Don Q Vermouth Cask Finish is the work of Master Blender Jaiker Soto. Molasses based, multi-column/column distilled and aged from 5 to 8 years in ex-Bourbon casks in Puerto Rico. The rum is then finished from 4 to 6 weeks in Mancino Vermouth Veccio casks (Italian sweet vermouth). Bottled at 40% ABV and free of any additions as far as I know.
On the nose it feels quite fruity and floral. Maraschino liqueur, honey, melon, apricot, almonds, pine tree, violets and rose petals. Cinnamon, bianco vermouth – which is interesting as this was finished in a sweet vermouth cask, drops of nail varnish, lemon zest, sweet cherries, white grapes and hints of sea salt. It’s an interesting flavour combination that I wouldn’t normally expect in a rum.
On the palate it’s very floral/botanical again. If I didn’t know I would’ve thought this is a Perfect Rum Manhattan with a touch of Luxardo Maraschino Liqueur. Almonds and roses petals again. A prominent dry/bianco vermouth, lemon and grapefruit zests, cardamom, hints of juniper and some cloves. I feel like the Mancino casks overpowered a bit the light character of the rum. Some vanilla and sea salt in the background. The finish is quite short with hints of menthol and salt.

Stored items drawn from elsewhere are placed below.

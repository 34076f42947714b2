//! Secondary indexes maintained incrementally as a store commits.
//!
//! An index is registered once via [`IndexRegistry::create_unique`] /
//! [`create_non_unique`] / [`create_non_unique_multi`], which both installs
//! the maintainer into the registry (so commit dispatches to it like any
//! other modification listener) and hands the caller back a concrete
//! lookup handle (`UniqueIndex` / `NonUniqueIndex` / `MultiIndex`) typed on
//! the index key. The registry itself only needs to dispatch by `(K, TV)`,
//! so each maintainer is stored behind the object-safe
//! [`IndexMaintainer`] trait, which erases the index-key type.

use std::collections::HashSet;
use std::hash::Hash;
use std::sync::Arc;

use dashmap::DashMap;
use jacis_core::{Error, Result, TxId};

/// Object-safe handle the registry dispatches commit/prepare events through,
/// independent of the concrete index-key type.
pub trait IndexMaintainer<K, TV>: Send + Sync {
    /// The index's diagnostic name.
    fn name(&self) -> &str;

    /// Whether this is a unique index (participates in prepare-time
    /// key locking) as opposed to non-unique/multi.
    fn is_unique(&self) -> bool;

    /// Attempt to claim the index key(s) `new` derives to, for `tx`,
    /// rejecting if another primary key already owns (or has prepared a
    /// claim on) one of them. No-op for non-unique/multi indexes.
    fn prepare_lock(&self, tx: TxId, key: &K, new: Option<&TV>) -> Result<()>;

    /// Release any prepare-time lock `tx` holds, without committing it.
    fn release_lock(&self, tx: TxId, key: &K);

    /// Apply a committed modification: remove `key` from `old`'s index
    /// keys, add it to `new`'s.
    fn on_commit_modification(&self, tx: TxId, key: &K, old: Option<&TV>, new: Option<&TV>);

    /// Drop all index state, e.g. when the owning store is cleared.
    fn clear(&self);
}

/// A unique index: each index key maps to at most one primary key.
pub struct UniqueIndex<K, TV, IK> {
    name: String,
    key_fn: Arc<dyn Fn(&TV) -> Option<IK> + Send + Sync>,
    committed: DashMap<IK, K>,
    locks: DashMap<IK, (K, TxId)>,
}

impl<K, TV, IK> UniqueIndex<K, TV, IK>
where
    K: Clone + Eq + Hash + Send + Sync,
    IK: Clone + Eq + Hash + Send + Sync,
{
    fn new(name: impl Into<String>, key_fn: Arc<dyn Fn(&TV) -> Option<IK> + Send + Sync>) -> Self {
        UniqueIndex {
            name: name.into(),
            key_fn,
            committed: DashMap::new(),
            locks: DashMap::new(),
        }
    }

    /// Look up the primary key currently owning `index_key` in committed
    /// state, ignoring any in-flight prepare locks.
    pub fn lookup_committed(&self, index_key: &IK) -> Option<K> {
        self.committed.get(index_key).map(|e| e.clone())
    }

    /// Look up `index_key`, preferring `tx`'s own provisional claim (if
    /// any) over committed state, so a transaction sees its own pending
    /// writes.
    pub fn lookup(&self, index_key: &IK, tx: Option<TxId>) -> Option<K> {
        if let Some(t) = tx {
            if let Some(entry) = self.locks.get(index_key) {
                if entry.1 == t {
                    return Some(entry.0.clone());
                }
            }
        }
        self.lookup_committed(index_key)
    }
}

impl<K, TV, IK> IndexMaintainer<K, TV> for UniqueIndex<K, TV, IK>
where
    K: Clone + Eq + Hash + Send + Sync + std::fmt::Debug,
    IK: Clone + Eq + Hash + Send + Sync + std::fmt::Debug,
{
    fn name(&self) -> &str {
        &self.name
    }

    fn is_unique(&self) -> bool {
        true
    }

    fn prepare_lock(&self, tx: TxId, key: &K, new: Option<&TV>) -> Result<()> {
        let new_key = match new.and_then(|v| (self.key_fn)(v)) {
            Some(k) => k,
            None => return Ok(()),
        };
        if let Some(existing) = self.committed.get(&new_key) {
            if *existing != *key {
                return Err(Error::UniqueIndexViolation {
                    index_name: self.name.clone(),
                    index_key: format!("{new_key:?}"),
                    existing_primary_key: format!("{:?}", *existing),
                    conflicting_tx: None,
                });
            }
        }
        if let Some(lock) = self.locks.get(&new_key) {
            if lock.1 != tx && lock.0 != *key {
                return Err(Error::UniqueIndexViolation {
                    index_name: self.name.clone(),
                    index_key: format!("{new_key:?}"),
                    existing_primary_key: format!("{:?}", lock.0),
                    conflicting_tx: Some(lock.1),
                });
            }
        }
        self.locks.insert(new_key, (key.clone(), tx));
        Ok(())
    }

    fn release_lock(&self, tx: TxId, _key: &K) {
        self.locks.retain(|_, (_, owner)| *owner != tx);
    }

    fn on_commit_modification(&self, tx: TxId, key: &K, old: Option<&TV>, new: Option<&TV>) {
        let old_key = old.and_then(|v| (self.key_fn)(v));
        let new_key = new.and_then(|v| (self.key_fn)(v));
        self.locks.retain(|_, (pk, owner)| !(*owner == tx && pk == key));
        if old_key == new_key {
            return;
        }
        if let Some(ok) = old_key {
            self.committed.remove_if(&ok, |_, pk| pk == key);
        }
        if let Some(nk) = new_key {
            self.committed.insert(nk, key.clone());
        }
    }

    fn clear(&self) {
        self.committed.clear();
        self.locks.clear();
    }
}

/// A non-unique index: each index key maps to a set of primary keys.
pub struct NonUniqueIndex<K, TV, IK> {
    name: String,
    key_fn: Arc<dyn Fn(&TV) -> Option<IK> + Send + Sync>,
    committed: DashMap<IK, HashSet<K>>,
}

impl<K, TV, IK> NonUniqueIndex<K, TV, IK>
where
    K: Clone + Eq + Hash + Send + Sync,
    IK: Clone + Eq + Hash + Send + Sync,
{
    fn new(name: impl Into<String>, key_fn: Arc<dyn Fn(&TV) -> Option<IK> + Send + Sync>) -> Self {
        NonUniqueIndex {
            name: name.into(),
            key_fn,
            committed: DashMap::new(),
        }
    }

    /// All primary keys currently indexed under `index_key`.
    pub fn lookup(&self, index_key: &IK) -> HashSet<K> {
        self.committed.get(index_key).map(|e| e.clone()).unwrap_or_default()
    }
}

impl<K, TV, IK> IndexMaintainer<K, TV> for NonUniqueIndex<K, TV, IK>
where
    K: Clone + Eq + Hash + Send + Sync,
    IK: Clone + Eq + Hash + Send + Sync,
{
    fn name(&self) -> &str {
        &self.name
    }

    fn is_unique(&self) -> bool {
        false
    }

    fn prepare_lock(&self, _tx: TxId, _key: &K, _new: Option<&TV>) -> Result<()> {
        Ok(())
    }

    fn release_lock(&self, _tx: TxId, _key: &K) {}

    fn on_commit_modification(&self, _tx: TxId, key: &K, old: Option<&TV>, new: Option<&TV>) {
        let old_key = old.and_then(|v| (self.key_fn)(v));
        let new_key = new.and_then(|v| (self.key_fn)(v));
        if old_key == new_key {
            return;
        }
        if let Some(ok) = old_key {
            if let Some(mut set) = self.committed.get_mut(&ok) {
                set.remove(key);
            }
        }
        if let Some(nk) = new_key {
            self.committed.entry(nk).or_default().insert(key.clone());
        }
    }

    fn clear(&self) {
        self.committed.clear();
    }
}

/// A multi-index: one value can yield several index keys (e.g. tags);
/// each key is maintained as in a non-unique index.
pub struct MultiIndex<K, TV, IK> {
    name: String,
    keys_fn: Arc<dyn Fn(&TV) -> Vec<IK> + Send + Sync>,
    committed: DashMap<IK, HashSet<K>>,
}

impl<K, TV, IK> MultiIndex<K, TV, IK>
where
    K: Clone + Eq + Hash + Send + Sync,
    IK: Clone + Eq + Hash + Send + Sync,
{
    fn new(name: impl Into<String>, keys_fn: Arc<dyn Fn(&TV) -> Vec<IK> + Send + Sync>) -> Self {
        MultiIndex {
            name: name.into(),
            keys_fn,
            committed: DashMap::new(),
        }
    }

    /// All primary keys currently indexed under `index_key`.
    pub fn lookup(&self, index_key: &IK) -> HashSet<K> {
        self.committed.get(index_key).map(|e| e.clone()).unwrap_or_default()
    }
}

impl<K, TV, IK> IndexMaintainer<K, TV> for MultiIndex<K, TV, IK>
where
    K: Clone + Eq + Hash + Send + Sync,
    IK: Clone + Eq + Hash + Send + Sync,
{
    fn name(&self) -> &str {
        &self.name
    }

    fn is_unique(&self) -> bool {
        false
    }

    fn prepare_lock(&self, _tx: TxId, _key: &K, _new: Option<&TV>) -> Result<()> {
        Ok(())
    }

    fn release_lock(&self, _tx: TxId, _key: &K) {}

    fn on_commit_modification(&self, _tx: TxId, key: &K, old: Option<&TV>, new: Option<&TV>) {
        let old_keys: HashSet<IK> = old.map(|v| (self.keys_fn)(v).into_iter().collect()).unwrap_or_default();
        let new_keys: HashSet<IK> = new.map(|v| (self.keys_fn)(v).into_iter().collect()).unwrap_or_default();
        for removed in old_keys.difference(&new_keys) {
            if let Some(mut set) = self.committed.get_mut(removed) {
                set.remove(key);
            }
        }
        for added in new_keys.difference(&old_keys) {
            self.committed.entry(added.clone()).or_default().insert(key.clone());
        }
    }

    fn clear(&self) {
        self.committed.clear();
    }
}

/// All indexes registered on one store.
///
/// Dispatched as a single [`jacis_core::ModificationListener`] from the
/// store: `on_modification` fans out to every registered maintainer.
/// Unique-index prepare locking is invoked separately from the store's
/// prepare step (before the generic listener dispatch), matching the
/// two-phase contract: lock first, commit-write second.
pub struct IndexRegistry<K, TV> {
    indexes: parking_lot::RwLock<Vec<Arc<dyn IndexMaintainer<K, TV>>>>,
}

impl<K, TV> Default for IndexRegistry<K, TV> {
    fn default() -> Self {
        IndexRegistry {
            indexes: parking_lot::RwLock::new(Vec::new()),
        }
    }
}

impl<K, TV> IndexRegistry<K, TV>
where
    K: Clone + Eq + Hash + Send + Sync + std::fmt::Debug + 'static,
    TV: Send + Sync + 'static,
{
    /// Register a unique index and return its lookup handle.
    pub fn create_unique<IK>(
        &self,
        name: impl Into<String>,
        key_fn: impl Fn(&TV) -> Option<IK> + Send + Sync + 'static,
    ) -> Arc<UniqueIndex<K, TV, IK>>
    where
        IK: Clone + Eq + Hash + Send + Sync + std::fmt::Debug + 'static,
    {
        let index = Arc::new(UniqueIndex::new(name, Arc::new(key_fn)));
        self.indexes.write().push(index.clone());
        index
    }

    /// Register a non-unique index and return its lookup handle.
    pub fn create_non_unique<IK>(
        &self,
        name: impl Into<String>,
        key_fn: impl Fn(&TV) -> Option<IK> + Send + Sync + 'static,
    ) -> Arc<NonUniqueIndex<K, TV, IK>>
    where
        IK: Clone + Eq + Hash + Send + Sync + 'static,
    {
        let index = Arc::new(NonUniqueIndex::new(name, Arc::new(key_fn)));
        self.indexes.write().push(index.clone());
        index
    }

    /// Register a multi-valued index and return its lookup handle.
    pub fn create_non_unique_multi<IK>(
        &self,
        name: impl Into<String>,
        keys_fn: impl Fn(&TV) -> Vec<IK> + Send + Sync + 'static,
    ) -> Arc<MultiIndex<K, TV, IK>>
    where
        IK: Clone + Eq + Hash + Send + Sync + 'static,
    {
        let index = Arc::new(MultiIndex::new(name, Arc::new(keys_fn)));
        self.indexes.write().push(index.clone());
        index
    }

    /// Acquire prepare-time locks on every unique index for one updated
    /// entry. Called from the store's prepare step, after the per-entry
    /// stale check and before modification-listener dispatch.
    pub fn prepare_lock_all(&self, tx: TxId, key: &K, new: Option<&TV>) -> Result<()> {
        for index in self.indexes.read().iter() {
            if index.is_unique() {
                index.prepare_lock(tx, key, new)?;
            }
        }
        Ok(())
    }

    /// Release every unique-index lock `tx` holds for `key`, used on
    /// rollback and at the start of commit.
    pub fn release_locks(&self, tx: TxId, key: &K) {
        for index in self.indexes.read().iter() {
            index.release_lock(tx, key);
        }
    }

    /// Apply a committed modification to every registered index.
    pub fn on_commit_modification(&self, tx: TxId, key: &K, old: Option<&TV>, new: Option<&TV>) {
        for index in self.indexes.read().iter() {
            index.on_commit_modification(tx, key, old, new);
        }
    }

    /// Drop all index state (used by `Store::clear`).
    pub fn clear(&self) {
        for index in self.indexes.read().iter() {
            index.clear();
        }
    }
}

Again, it feels like a bottled Manhattan, and while it doesn’t let the rum itself shine too much, it is more rummy than other Puerto Rican expressions. For £33 a bottle it’s not a bad choice if you want something a bit botanical but you’re not a fan of intense spiced rums. There’s also a Sherry cask finish from the same range that I heard good things about so I guess I should get one of them soon.